GTA and Red Dead Redemption are two of the biggest IPs in all of gaming, so the fact that there haven’t been movies made about them may be a bit of a shocker considering how many video game adaptations there have been.
Although Houser left Rockstar in 2020 and has since founded a new company, Absurd Ventures, he helped create some of the studio’s biggest hits when he served as head writer.
Speaking with The Ankler, Houser explained how he had received calls about Hollywood adapting GTA or Red Dead into a TV or movie project, but his answer to execs was always a resounding “no.”
“After a few awkward dates, we’d ask [the executives], why would we do this?” he recalled.

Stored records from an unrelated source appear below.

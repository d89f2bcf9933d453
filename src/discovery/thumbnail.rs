//! Wikipedia thumbnail lookup for place candidates.
//!
//! OpenStreetMap objects often carry a `wikipedia=<lang>:<title>` tag. The
//! resolver asks that language's MediaWiki API for the page's lead image and
//! returns its thumbnail URL. Every failure, from a malformed tag to an HTTP
//! error, resolves to `None`.

use mediascout_common::Result;
use serde::Deserialize;
use tracing::debug;

use crate::config::WikipediaConfig;

use super::http::ApiClient;

#[derive(Debug, Deserialize)]
struct QueryResponse {
    query: Option<QueryBody>,
}

#[derive(Debug, Deserialize)]
struct QueryBody {
    #[serde(default)]
    pages: Vec<Page>,
}

#[derive(Debug, Deserialize)]
struct Page {
    thumbnail: Option<Thumbnail>,
}

#[derive(Debug, Deserialize)]
struct Thumbnail {
    source: String,
}

/// A page reference split out of a wiki tag.
#[derive(Debug, Clone, PartialEq, Eq)]
struct PageRef {
    language: String,
    title: String,
}

/// Resolves Wikipedia page references to thumbnail URLs.
pub struct ThumbnailResolver {
    api: ApiClient,
    default_language: String,
    thumbnail_size: String,
    /// Fixed API root overriding `https://<lang>.wikipedia.org` (tests).
    base_override: Option<String>,
}

impl ThumbnailResolver {
    pub fn new(config: &WikipediaConfig, user_agent: &str) -> Self {
        Self {
            api: ApiClient::new(String::new(), user_agent),
            default_language: config.default_language.clone(),
            thumbnail_size: config.thumbnail_size.to_string(),
            base_override: None,
        }
    }

    /// Send every request to `base_url` regardless of language.
    pub fn with_base_url(mut self, base_url: impl Into<String>) -> Self {
        self.base_override = Some(base_url.into());
        self
    }

    /// Look up a thumbnail for `wiki_tag`, or for `fallback_title` in the
    /// default language when the tag is absent.
    pub async fn resolve(
        &self,
        wiki_tag: Option<&str>,
        fallback_title: Option<&str>,
    ) -> Option<String> {
        let page = self.page_ref(wiki_tag, fallback_title)?;

        match self.fetch(&page).await {
            Ok(url) => url,
            Err(e) => {
                debug!(
                    language = %page.language,
                    title = %page.title,
                    error = %e,
                    "Thumbnail lookup failed"
                );
                None
            }
        }
    }

    fn page_ref(&self, wiki_tag: Option<&str>, fallback_title: Option<&str>) -> Option<PageRef> {
        if let Some(tag) = wiki_tag.map(str::trim).filter(|t| !t.is_empty()) {
            return Some(match tag.split_once(':') {
                Some((lang, title)) if is_language_code(lang) && !title.trim().is_empty() => {
                    PageRef {
                        language: lang.to_string(),
                        title: title.trim().to_string(),
                    }
                }
                _ => PageRef {
                    language: self.default_language.clone(),
                    title: tag.to_string(),
                },
            });
        }

        let title = fallback_title.map(str::trim).filter(|t| !t.is_empty())?;
        Some(PageRef {
            language: self.default_language.clone(),
            title: title.to_string(),
        })
    }

    async fn fetch(&self, page: &PageRef) -> Result<Option<String>> {
        let base = match &self.base_override {
            Some(base) => base.clone(),
            None => format!("https://{}.wikipedia.org", page.language),
        };

        let body: QueryResponse = self
            .api
            .get_json_from(
                &base,
                "/w/api.php",
                &[
                    ("action", "query"),
                    ("format", "json"),
                    ("formatversion", "2"),
                    ("prop", "pageimages"),
                    ("piprop", "thumbnail"),
                    ("pithumbsize", self.thumbnail_size.as_str()),
                    ("redirects", "1"),
                    ("titles", page.title.as_str()),
                ],
                &[],
            )
            .await?;

        Ok(body
            .query
            .and_then(|q| q.pages.into_iter().next())
            .and_then(|p| p.thumbnail)
            .map(|t| t.source)
            .filter(|s| !s.is_empty()))
    }
}

/// Wikipedia language prefixes are short ASCII codes such as `en`, `tr`, or
/// `zh-yue`. Anything else means the colon belongs to the title.
/// A 2-3 letter primary code with optional `-subtag`s (`en`, `zh-min-nan`).
fn is_language_code(prefix: &str) -> bool {
    let mut parts = prefix.split('-');
    let primary = parts.next().unwrap_or_default();
    (2..=3).contains(&primary.len())
        && primary.bytes().all(|b| b.is_ascii_lowercase())
        && parts.all(|sub| {
            (1..=8).contains(&sub.len()) && sub.bytes().all(|b| b.is_ascii_alphanumeric())
        })
}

While the execs believed Rockstar would be on board just due to the fact their work could become a movie, the studio’s co-founder was concerned about letting others touch his creations without giving him creative control.
“And we’d be like, ‘no, what you’ve described is you making a movie and us having no control and taking a huge risk that we’re going to end up paying for with something that belongs to us,’” he said.
“They thought we’d be blinded by the lights and that just wasn’t the case,” he added. “We had what we considered to be multi-billion-dollar IP, and the economics never made sense. The risk never made sense. In those days, the perception was that games made poor-quality movies.”
Although there have been many high-quality adaptations of games since with The Last of Us and The Super Mario Bros Movie being well-received by critics and fans, Rockstar has yet to sign off on any films of their own.
They may not even need to with what they have planned for the future and the direction they’re pushing the gaming medium. GTA 6 is promising to “set entertainment benchmarks” with its planned release for Fall 2025.